* [Material for this exercise]:
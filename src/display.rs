// 🖨️ Display Texts - descriptive lines that accompany the numbers
//
// These never feed the allocation math. They only tell downstream rendering
// what to print next to each part and whether a labor or materials line
// applies at all.

use crate::catalog::{CatalogEntry, FALLBACK_EQUIPMENT_TEXT, FALLBACK_MATERIALS_TEXT};
use crate::classifier::ItemCategory;
use serde::{Deserialize, Serialize};

#[derive(Debug, Clone, PartialEq, Serialize, Deserialize)]
#[serde(default)]
pub struct DisplayConfig {
    /// Used when the matched entry has no tools text
    pub equipment_fallback: String,

    /// Used when the matched entry has no materials text
    pub materials_fallback: String,

    /// Crew description for items with labor
    pub labor_text: String,

    /// Always printed on the transport line
    pub transport_text: String,
}

impl Default for DisplayConfig {
    fn default() -> Self {
        DisplayConfig {
            equipment_fallback: FALLBACK_EQUIPMENT_TEXT.to_string(),
            materials_fallback: FALLBACK_MATERIALS_TEXT.to_string(),
            labor_text: "supervisor, skilled technicians and assistant technicians".to_string(),
            transport_text: "land transport".to_string(),
        }
    }
}

/// Texts for the four descriptive lines of a breakdown. A blank string
/// means "no such line for this item".
#[derive(Debug, Clone, PartialEq, Eq, Default, Serialize, Deserialize)]
pub struct DisplayTexts {
    pub equipment: String,
    pub labor: String,
    pub materials: String,
    pub transport: String,
}

impl DisplayTexts {
    pub fn build(entry: &CatalogEntry, category: ItemCategory, config: &DisplayConfig) -> Self {
        let or_fallback = |text: &str, fallback: &str| {
            let text = text.trim();
            if text.is_empty() {
                fallback.to_string()
            } else {
                text.to_string()
            }
        };

        let labor = if category.has_labor() {
            config.labor_text.clone()
        } else {
            String::new()
        };

        let materials = if category.has_materials() {
            or_fallback(&entry.materials_text, &config.materials_fallback)
        } else {
            String::new()
        };

        DisplayTexts {
            equipment: or_fallback(&entry.equipment_text, &config.equipment_fallback),
            labor,
            materials,
            transport: config.transport_text.clone(),
        }
    }
}

// ============================================================================
// TESTS
// ============================================================================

* [Directions]:
The response must contain every entry, each one identical to the original.

* [Exercise answer]:
filename src/display.rs
// 🖨️ Display Texts - descriptive lines that accompany the numbers
//
// These never feed the allocation math. They only tell downstream rendering
// what to print next to each part and whether a labor or materials line
// applies at all.

use crate::catalog::{CatalogEntry, FALLBACK_EQUIPMENT_TEXT, FALLBACK_MATERIALS_TEXT};
use crate::classifier::ItemCategory;
use serde::{Deserialize, Serialize};

#[derive(Debug, Clone, PartialEq, Serialize, Deserialize)]
#[serde(default)]
pub struct DisplayConfig {
    /// Used when the matched entry has no tools text
    pub equipment_fallback: String,

    /// Used when the matched entry has no materials text
    pub materials_fallback: String,

    /// Crew description for items with labor
    pub labor_text: String,

    /// Always printed on the transport line
    pub transport_text: String,
}

impl Default for DisplayConfig {
    fn default() -> Self {
        DisplayConfig {
            equipment_fallback: FALLBACK_EQUIPMENT_TEXT.to_string(),
            materials_fallback: FALLBACK_MATERIALS_TEXT.to_string(),
            labor_text: "supervisor, skilled technicians and assistant technicians".to_string(),
            transport_text: "land transport".to_string(),
        }
    }
}

/// Texts for the four descriptive lines of a breakdown. A blank string
/// means "no such line for this item".
#[derive(Debug, Clone, PartialEq, Eq, Default, Serialize, Deserialize)]
pub struct DisplayTexts {
    pub equipment: String,
    pub labor: String,
    pub materials: String,
    pub transport: String,
}

impl DisplayTexts {
    pub fn build(entry: &CatalogEntry, category: ItemCategory, config: &DisplayConfig) -> Self {
        let or_fallback = |text: &str, fallback: &str| {
            let text = text.trim();
            if text.is_empty() {
                fallback.to_string()
            } else {
                text.to_string()
            }
        };

        let labor = if category.has_labor() {
            config.labor_text.clone()
        } else {
            String::new()
        };

        let materials = if category.has_materials() {
            or_fallback(&entry.materials_text, &config.materials_fallback)
        } else {
            String::new()
        };

        DisplayTexts {
            equipment: or_fallback(&entry.equipment_text, &config.equipment_fallback),
            labor,
            materials,
            transport: config.transport_text.clone(),
        }
    }
}

// ============================================================================
// TESTS
// ============================================================================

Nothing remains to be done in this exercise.